My best friend calls. She asks how I am doing. I say, eeehm, to be completely honest, I am laying in bed crying with a potato in my hand. My brother calls to ask me how I’m doing. I cry some more.

I send a picture of the harvest to the potato thief on the run. A symbol of what grows in the darkness. Underground. For what love does when we care for it. Beyond reason. Unseen. When we are patient. When we collaborate. When we create the right circumstances for life forcing itself into existence, unnervingly.

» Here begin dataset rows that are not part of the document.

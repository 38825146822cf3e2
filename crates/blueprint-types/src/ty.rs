//! The type algebra (§4.6): the closed set of declared-type forms a schema
//! field can carry.

use std::fmt;

/// A scalar appearing in a `literal<...>` type form.
#[derive(Debug, Clone, PartialEq)]
pub enum LiteralValue {
    Str(String),
    Int(i64),
    Float(f64),
    Bool(bool),
}

impl fmt::Display for LiteralValue {
    fn fmt(&self, f: &mut fmt::Formatter<'_>) -> fmt::Result {
        match self {
            LiteralValue::Str(s) => write!(f, "{s:?}"),
            LiteralValue::Int(i) => write!(f, "{i}"),
            LiteralValue::Float(x) => write!(f, "{x}"),
            LiteralValue::Bool(b) => write!(f, "{b}"),
        }
    }
}

/// A key of a `map_schema<{...}>` type form.
#[derive(Debug, Clone, PartialEq)]
pub struct MapSchemaKey {
    pub name: String,
    pub ty: Type,
    pub required: bool,
}

/// The type algebra. See the table in SPEC_FULL.md §4.6.
#[derive(Debug, Clone, PartialEq)]
pub enum Type {
    String,
    Integer,
    Float,
    Boolean,
    /// `array<T>`: homogeneous sequence. May be populated either from a
    /// single comma-split token or via variadic index expansion (§4.4).
    Array(Box<Type>),
    /// `map<K,V>`: key/value pairs.
    Map(Box<Type>, Box<Type>),
    /// `union<T1,...,Tn>`: first successful cast wins, in declaration order.
    Union(Vec<Type>),
    /// `literal<v1,...,vn>`: must parse to one of the listed scalars.
    Literal(Vec<LiteralValue>),
    /// `enum<v1,...,vn>`: as literal, but restricted to (typically string) names.
    Enum(Vec<String>),
    /// `optional<T>`: union with `null`.
    Optional(Box<Type>),
    /// `path`: a string with `~` home-directory expansion.
    Path,
    Date,
    Time,
    DateTime,
    /// `bytes`: UTF-8 or base64 per a leading `base64:` tag.
    Bytes,
    /// `mapset<T>`: unordered, de-duplicated collection.
    MapSet(Box<Type>),
    /// `function(arity?)`: `module:name/arity` or bare `name/arity`.
    Function(Option<usize>),
    /// `map_schema<{k: (T, req?)...}>`: structural, expanded by the schema
    /// walker rather than cast from a single token.
    MapSchema(Vec<MapSchemaKey>),
    /// `tuple<T0,...,Tn-1>`: heterogeneous, expanded by the schema walker.
    Tuple(Vec<Type>),
}

impl Type {
    /// Returns whether this type form is cast from a single raw token by the
    /// type caster, as opposed to being expanded structurally by the schema
    /// walker (map_schema, tuple).
    pub fn is_scalar_castable(&self) -> bool {
        !matches!(self, Type::MapSchema(_) | Type::Tuple(_))
    }

    /// Stable human-readable representation, used in error messages and help.
    pub fn type_repr(&self) -> String {
        match self {
            Type::String => "string".to_string(),
            Type::Integer => "integer".to_string(),
            Type::Float => "float".to_string(),
            Type::Boolean => "boolean".to_string(),
            Type::Array(t) => format!("array<{}>", t.type_repr()),
            Type::Map(k, v) => format!("map<{},{}>", k.type_repr(), v.type_repr()),
            Type::Union(ts) => format!(
                "union<{}>",
                ts.iter().map(Type::type_repr).collect::<Vec<_>>().join(",")
            ),
            Type::Literal(vs) => format!(
                "literal<{}>",
                vs.iter().map(LiteralValue::to_string).collect::<Vec<_>>().join(",")
            ),
            Type::Enum(vs) => format!("enum<{}>", vs.join(",")),
            Type::Optional(t) => format!("optional<{}>", t.type_repr()),
            Type::Path => "path".to_string(),
            Type::Date => "date".to_string(),
            Type::Time => "time".to_string(),
            Type::DateTime => "datetime".to_string(),
            Type::Bytes => "bytes".to_string(),
            Type::MapSet(t) => format!("mapset<{}>", t.type_repr()),
            Type::Function(arity) => match arity {
                Some(n) => format!("function({n})"),
                None => "function".to_string(),
            },
            Type::MapSchema(keys) => format!(
                "map_schema<{{{}}}>",
                keys.iter()
                    .map(|k| format!("{}: ({}, {})", k.name, k.ty.type_repr(), k.required))
                    .collect::<Vec<_>>()
                    .join(", ")
            ),
            Type::Tuple(ts) => format!(
                "tuple<{}>",
                ts.iter().map(Type::type_repr).collect::<Vec<_>>().join(",")
            ),
        }
    }
}

impl fmt::Display for Type {
    fn fmt(&self, f: &mut fmt::Formatter<'_>) -> fmt::Result {
        write!(f, "{}", self.type_repr())
    }
}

I decide to keep six of them in the cupboard, in another inconveniently placed bowl, to sprout again for next year. This magic trick needs to multiply. I wonder if it’s possible to get witchy with these spuds. A ritual. To perform some spells in starch. Anything. I eat 4 small ones for dinner. Butter and salt. A prayer. Pure flavor and presence. They are delicious in a ridiculous way. I chew on them slowly and cry. Thinking of the stories he told me about his father growing potatoes. The harvest after he died. Imagining him looking from beyond. Then thinking about the necklace I once made for my ex-husband that he used to wear religiously some 15 years ago. Like a token of my love. It was a golden nugget of clay on a piece of simple string. I called it the little Buddha, but his colleagues would repeatedly ask him why he was wearing that weird potato around his neck. We would always laugh. What’s the difference between Buddha and a potato anyway? He hasn’t really acknowledged my existence in 8 years. It’s gone totally underground. In the rhizomes of dreams and memory. His son, now 20 and an ocean apart, sends me an image of my avatar playing guitar in a videogame we used to play together that was recently re-released. Had to show you a picture of you in Tomodachi Life, he writes. I laugh, delighted to be with him in the digital dimension. And I cry. Missing him in big ways, perpetually. He shows up in my dream. I text to tell him about the astral visit. He responds: hell yeah. I think we are all connected somehow, in some way. I tell him I believe that too. Hoping he can always access the rhizome of my love for his entire being.

I keep the image of the unearthed potato plant in my mind’s eye, white stems feeding a whole family of bulbous starch tubers under the black soil. Drinking rain and feeding off of leaves in the sun. That’s all of us, you know? Connected like that somehow.